(Collected data entries)
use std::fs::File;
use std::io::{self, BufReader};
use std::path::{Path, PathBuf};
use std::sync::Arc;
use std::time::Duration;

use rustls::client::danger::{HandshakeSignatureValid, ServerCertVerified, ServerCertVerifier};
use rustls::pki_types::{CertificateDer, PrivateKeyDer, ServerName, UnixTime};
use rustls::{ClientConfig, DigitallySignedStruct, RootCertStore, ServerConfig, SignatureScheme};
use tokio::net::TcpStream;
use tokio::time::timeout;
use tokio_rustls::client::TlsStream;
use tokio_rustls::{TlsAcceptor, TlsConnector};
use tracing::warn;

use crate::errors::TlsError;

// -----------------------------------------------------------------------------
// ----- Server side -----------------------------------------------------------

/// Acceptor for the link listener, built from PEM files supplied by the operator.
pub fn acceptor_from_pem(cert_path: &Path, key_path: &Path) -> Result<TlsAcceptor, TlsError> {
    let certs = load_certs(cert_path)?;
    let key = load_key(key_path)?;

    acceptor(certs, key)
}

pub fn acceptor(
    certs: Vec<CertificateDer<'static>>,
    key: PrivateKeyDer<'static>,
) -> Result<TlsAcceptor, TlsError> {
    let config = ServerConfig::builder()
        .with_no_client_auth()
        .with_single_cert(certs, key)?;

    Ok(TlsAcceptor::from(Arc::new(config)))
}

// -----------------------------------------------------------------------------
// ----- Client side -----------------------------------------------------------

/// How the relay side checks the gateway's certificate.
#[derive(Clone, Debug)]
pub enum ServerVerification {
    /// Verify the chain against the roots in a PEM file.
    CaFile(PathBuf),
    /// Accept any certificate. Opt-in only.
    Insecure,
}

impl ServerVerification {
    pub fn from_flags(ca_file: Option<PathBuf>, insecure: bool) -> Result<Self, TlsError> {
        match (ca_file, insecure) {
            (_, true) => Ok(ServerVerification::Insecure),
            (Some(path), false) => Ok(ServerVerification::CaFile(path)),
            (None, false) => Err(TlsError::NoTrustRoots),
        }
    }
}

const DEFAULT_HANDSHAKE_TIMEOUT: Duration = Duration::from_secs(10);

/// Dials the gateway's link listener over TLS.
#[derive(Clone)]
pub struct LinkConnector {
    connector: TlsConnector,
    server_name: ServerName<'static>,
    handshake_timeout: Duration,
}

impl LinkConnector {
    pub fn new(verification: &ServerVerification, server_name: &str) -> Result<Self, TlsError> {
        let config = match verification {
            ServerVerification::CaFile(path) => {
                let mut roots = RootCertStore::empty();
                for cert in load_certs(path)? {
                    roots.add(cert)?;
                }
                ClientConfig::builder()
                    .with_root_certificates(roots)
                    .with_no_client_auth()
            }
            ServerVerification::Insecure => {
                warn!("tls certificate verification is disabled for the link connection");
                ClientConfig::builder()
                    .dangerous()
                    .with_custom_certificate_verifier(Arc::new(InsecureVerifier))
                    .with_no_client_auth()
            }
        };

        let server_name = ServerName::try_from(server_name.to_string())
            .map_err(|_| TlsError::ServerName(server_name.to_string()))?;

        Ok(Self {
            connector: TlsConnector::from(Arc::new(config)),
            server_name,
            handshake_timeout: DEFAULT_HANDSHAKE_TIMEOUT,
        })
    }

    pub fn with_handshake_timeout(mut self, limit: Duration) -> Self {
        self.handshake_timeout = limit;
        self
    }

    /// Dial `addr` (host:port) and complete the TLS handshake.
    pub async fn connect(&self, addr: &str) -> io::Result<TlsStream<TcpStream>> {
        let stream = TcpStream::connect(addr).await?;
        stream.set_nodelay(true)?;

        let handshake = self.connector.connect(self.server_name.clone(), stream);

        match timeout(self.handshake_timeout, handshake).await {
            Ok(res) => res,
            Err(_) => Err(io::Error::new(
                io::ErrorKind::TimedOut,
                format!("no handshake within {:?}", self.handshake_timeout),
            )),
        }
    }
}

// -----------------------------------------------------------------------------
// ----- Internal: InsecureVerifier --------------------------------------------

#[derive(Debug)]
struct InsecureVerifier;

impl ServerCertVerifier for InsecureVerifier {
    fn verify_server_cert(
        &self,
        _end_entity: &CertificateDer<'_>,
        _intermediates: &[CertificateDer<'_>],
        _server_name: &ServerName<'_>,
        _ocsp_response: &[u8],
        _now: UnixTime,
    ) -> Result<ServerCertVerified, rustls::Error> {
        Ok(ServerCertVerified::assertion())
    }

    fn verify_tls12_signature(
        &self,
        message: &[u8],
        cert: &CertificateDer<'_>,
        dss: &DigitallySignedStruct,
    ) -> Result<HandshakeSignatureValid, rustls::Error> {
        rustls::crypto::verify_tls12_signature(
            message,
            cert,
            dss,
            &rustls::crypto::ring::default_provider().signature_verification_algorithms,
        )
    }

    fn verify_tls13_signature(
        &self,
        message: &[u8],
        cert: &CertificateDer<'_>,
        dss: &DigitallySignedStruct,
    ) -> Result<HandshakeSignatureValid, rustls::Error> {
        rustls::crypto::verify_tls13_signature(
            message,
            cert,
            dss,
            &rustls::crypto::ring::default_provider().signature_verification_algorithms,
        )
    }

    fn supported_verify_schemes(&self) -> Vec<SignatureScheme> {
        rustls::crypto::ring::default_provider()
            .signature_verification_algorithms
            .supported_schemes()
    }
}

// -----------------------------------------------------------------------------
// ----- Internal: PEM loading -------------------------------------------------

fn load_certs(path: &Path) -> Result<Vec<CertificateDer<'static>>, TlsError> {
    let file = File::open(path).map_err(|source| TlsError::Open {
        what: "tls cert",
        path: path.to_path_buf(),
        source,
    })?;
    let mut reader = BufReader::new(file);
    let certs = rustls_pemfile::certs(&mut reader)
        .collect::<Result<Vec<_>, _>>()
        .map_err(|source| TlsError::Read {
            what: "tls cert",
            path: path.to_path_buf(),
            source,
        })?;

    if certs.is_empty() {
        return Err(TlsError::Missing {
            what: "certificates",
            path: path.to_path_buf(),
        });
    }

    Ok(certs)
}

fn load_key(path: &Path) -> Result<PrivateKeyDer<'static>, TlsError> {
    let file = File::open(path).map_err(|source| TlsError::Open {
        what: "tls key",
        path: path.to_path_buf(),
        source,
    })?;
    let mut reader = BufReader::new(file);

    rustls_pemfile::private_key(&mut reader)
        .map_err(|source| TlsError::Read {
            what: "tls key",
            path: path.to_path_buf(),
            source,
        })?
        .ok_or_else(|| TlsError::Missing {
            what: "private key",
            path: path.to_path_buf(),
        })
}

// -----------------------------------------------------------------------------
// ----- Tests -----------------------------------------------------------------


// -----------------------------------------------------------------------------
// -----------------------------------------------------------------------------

- What is required -
Recopy the records without any alteration.

- Output below -
use std::fs::File;
use std::io::{self, BufReader};
use std::path::{Path, PathBuf};
use std::sync::Arc;
use std::time::Duration;

use rustls::client::danger::{HandshakeSignatureValid, ServerCertVerified, ServerCertVerifier};
use rustls::pki_types::{CertificateDer, PrivateKeyDer, ServerName, UnixTime};
use rustls::{ClientConfig, DigitallySignedStruct, RootCertStore, ServerConfig, SignatureScheme};
use tokio::net::TcpStream;
use tokio::time::timeout;
use tokio_rustls::client::TlsStream;
use tokio_rustls::{TlsAcceptor, TlsConnector};
use tracing::warn;

use crate::errors::TlsError;

// -----------------------------------------------------------------------------
// ----- Server side -----------------------------------------------------------

/// Acceptor for the link listener, built from PEM files supplied by the operator.
pub fn acceptor_from_pem(cert_path: &Path, key_path: &Path) -> Result<TlsAcceptor, TlsError> {
    let certs = load_certs(cert_path)?;
    let key = load_key(key_path)?;

    acceptor(certs, key)
}

pub fn acceptor(
    certs: Vec<CertificateDer<'static>>,
    key: PrivateKeyDer<'static>,
) -> Result<TlsAcceptor, TlsError> {
    let config = ServerConfig::builder()
        .with_no_client_auth()
        .with_single_cert(certs, key)?;

    Ok(TlsAcceptor::from(Arc::new(config)))
}

// -----------------------------------------------------------------------------
// ----- Client side -----------------------------------------------------------

/// How the relay side checks the gateway's certificate.
#[derive(Clone, Debug)]
pub enum ServerVerification {
    /// Verify the chain against the roots in a PEM file.
    CaFile(PathBuf),
    /// Accept any certificate. Opt-in only.
    Insecure,
}

impl ServerVerification {
    pub fn from_flags(ca_file: Option<PathBuf>, insecure: bool) -> Result<Self, TlsError> {
        match (ca_file, insecure) {
            (_, true) => Ok(ServerVerification::Insecure),
            (Some(path), false) => Ok(ServerVerification::CaFile(path)),
            (None, false) => Err(TlsError::NoTrustRoots),
        }
    }
}

const DEFAULT_HANDSHAKE_TIMEOUT: Duration = Duration::from_secs(10);

/// Dials the gateway's link listener over TLS.
#[derive(Clone)]
pub struct LinkConnector {
    connector: TlsConnector,
    server_name: ServerName<'static>,
    handshake_timeout: Duration,
}

impl LinkConnector {
    pub fn new(verification: &ServerVerification, server_name: &str) -> Result<Self, TlsError> {
        let config = match verification {
            ServerVerification::CaFile(path) => {
                let mut roots = RootCertStore::empty();
                for cert in load_certs(path)? {
                    roots.add(cert)?;
                }
                ClientConfig::builder()
                    .with_root_certificates(roots)
                    .with_no_client_auth()
            }
            ServerVerification::Insecure => {
                warn!("tls certificate verification is disabled for the link connection");
                ClientConfig::builder()
                    .dangerous()
                    .with_custom_certificate_verifier(Arc::new(InsecureVerifier))
                    .with_no_client_auth()
            }
        };

        let server_name = ServerName::try_from(server_name.to_string())
            .map_err(|_| TlsError::ServerName(server_name.to_string()))?;

        Ok(Self {
            connector: TlsConnector::from(Arc::new(config)),
            server_name,
            handshake_timeout: DEFAULT_HANDSHAKE_TIMEOUT,
        })
    }

    pub fn with_handshake_timeout(mut self, limit: Duration) -> Self {
        self.handshake_timeout = limit;
        self
    }

    /// Dial `addr` (host:port) and complete the TLS handshake.
    pub async fn connect(&self, addr: &str) -> io::Result<TlsStream<TcpStream>> {
        let stream = TcpStream::connect(addr).await?;
        stream.set_nodelay(true)?;

        let handshake = self.connector.connect(self.server_name.clone(), stream);

        match timeout(self.handshake_timeout, handshake).await {
            Ok(res) => res,
            Err(_) => Err(io::Error::new(
                io::ErrorKind::TimedOut,
                format!("no handshake within {:?}", self.handshake_timeout),
            )),
        }
    }
}

// -----------------------------------------------------------------------------
// ----- Internal: InsecureVerifier --------------------------------------------

#[derive(Debug)]
struct InsecureVerifier;

impl ServerCertVerifier for InsecureVerifier {
    fn verify_server_cert(
        &self,
        _end_entity: &CertificateDer<'_>,
        _intermediates: &[CertificateDer<'_>],
        _server_name: &ServerName<'_>,
        _ocsp_response: &[u8],
        _now: UnixTime,
    ) -> Result<ServerCertVerified, rustls::Error> {
        Ok(ServerCertVerified::assertion())
    }

    fn verify_tls12_signature(
        &self,
        message: &[u8],
        cert: &CertificateDer<'_>,
        dss: &DigitallySignedStruct,
    ) -> Result<HandshakeSignatureValid, rustls::Error> {
        rustls::crypto::verify_tls12_signature(
            message,
            cert,
            dss,
            &rustls::crypto::ring::default_provider().signature_verification_algorithms,
        )
    }

    fn verify_tls13_signature(
        &self,
        message: &[u8],
        cert: &CertificateDer<'_>,
        dss: &DigitallySignedStruct,
    ) -> Result<HandshakeSignatureValid, rustls::Error> {
        rustls::crypto::verify_tls13_signature(
            message,
            cert,
            dss,
            &rustls::crypto::ring::default_provider().signature_verification_algorithms,
        )
    }

    fn supported_verify_schemes(&self) -> Vec<SignatureScheme> {
        rustls::crypto::ring::default_provider()
            .signature_verification_algorithms
            .supported_schemes()
    }
}

// -----------------------------------------------------------------------------
// ----- Internal: PEM loading -------------------------------------------------

fn load_certs(path: &Path) -> Result<Vec<CertificateDer<'static>>, TlsError> {
    let file = File::open(path).map_err(|source| TlsError::Open {
        what: "tls cert",
        path: path.to_path_buf(),
        source,
    })?;
    let mut reader = BufReader::new(file);
    let certs = rustls_pemfile::certs(&mut reader)
        .collect::<Result<Vec<_>, _>>()
        .map_err(|source| TlsError::Read {
            what: "tls cert",
            path: path.to_path_buf(),
            source,
        })?;

    if certs.is_empty() {
        return Err(TlsError::Missing {
            what: "certificates",
            path: path.to_path_buf(),
        });
    }

    Ok(certs)
}

fn load_key(path: &Path) -> Result<PrivateKeyDer<'static>, TlsError> {
    let file = File::open(path).map_err(|source| TlsError::Open {
        what: "tls key",
        path: path.to_path_buf(),
        source,
    })?;
    let mut reader = BufReader::new(file);

    rustls_pemfile::private_key(&mut reader)
        .map_err(|source| TlsError::Read {
            what: "tls key",
            path: path.to_path_buf(),
            source,
        })?
        .ok_or_else(|| TlsError::Missing {
            what: "private key",
            path: path.to_path_buf(),
        })
}

// -----------------------------------------------------------------------------
// ----- Tests -----------------------------------------------------------------


// -----------------------------------------------------------------------------
// -----------------------------------------------------------------------------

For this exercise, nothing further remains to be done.